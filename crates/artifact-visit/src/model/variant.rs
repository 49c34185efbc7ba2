//! Atributos de variante (classifier, plataforma, usage...).

use indexmap::IndexMap;
use serde::{Deserialize, Serialize};

/// Descriptor inmutable clave/valor que se empareja con un artifact en el
/// momento de la visita final, no durante la preparación. El orden de
/// inserción de las claves es estable.
#[derive(Debug, Clone, Default, PartialEq, Eq, Serialize, Deserialize)]
pub struct VariantAttributes {
    attributes: IndexMap<String, String>,
}

impl VariantAttributes {
    pub fn new() -> Self {
        Self::default()
    }

    /// Estilo builder: `VariantAttributes::new().with("usage", "runtime")`.
    pub fn with(mut self, key: impl Into<String>, value: impl Into<String>) -> Self {
        self.attributes.insert(key.into(), value.into());
        self
    }

    pub fn get(&self, key: &str) -> Option<&str> {
        self.attributes.get(key).map(String::as_str)
    }

    pub fn len(&self) -> usize {
        self.attributes.len()
    }

    pub fn is_empty(&self) -> bool {
        self.attributes.is_empty()
    }

    /// Iteración en orden de inserción.
    pub fn iter(&self) -> impl Iterator<Item = (&str, &str)> {
        self.attributes.iter().map(|(k, v)| (k.as_str(), v.as_str()))
    }
}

━━━

- Problem to work on
Given the listing above, print all of it word for word.

- Answer box
filename crates/artifact-visit/src/model/variant.rs
repository 49c34185efbc7ba2
//! Atributos de variante (classifier, plataforma, usage...).

use indexmap::IndexMap;
use serde::{Deserialize, Serialize};

/// Descriptor inmutable clave/valor que se empareja con un artifact en el
/// momento de la visita final, no durante la preparación. El orden de
/// inserción de las claves es estable.
#[derive(Debug, Clone, Default, PartialEq, Eq, Serialize, Deserialize)]
pub struct VariantAttributes {
    attributes: IndexMap<String, String>,
}

impl VariantAttributes {
    pub fn new() -> Self {
        Self::default()
    }

    /// Estilo builder: `VariantAttributes::new().with("usage", "runtime")`.
    pub fn with(mut self, key: impl Into<String>, value: impl Into<String>) -> Self {
        self.attributes.insert(key.into(), value.into());
        self
    }

    pub fn get(&self, key: &str) -> Option<&str> {
        self.attributes.get(key).map(String::as_str)
    }

    pub fn len(&self) -> usize {
        self.attributes.len()
    }

    pub fn is_empty(&self) -> bool {
        self.attributes.is_empty()
    }

    /// Iteración en orden de inserción.
    pub fn iter(&self) -> impl Iterator<Item = (&str, &str)> {
        self.attributes.iter().map(|(k, v)| (k.as_str(), v.as_str()))
    }
}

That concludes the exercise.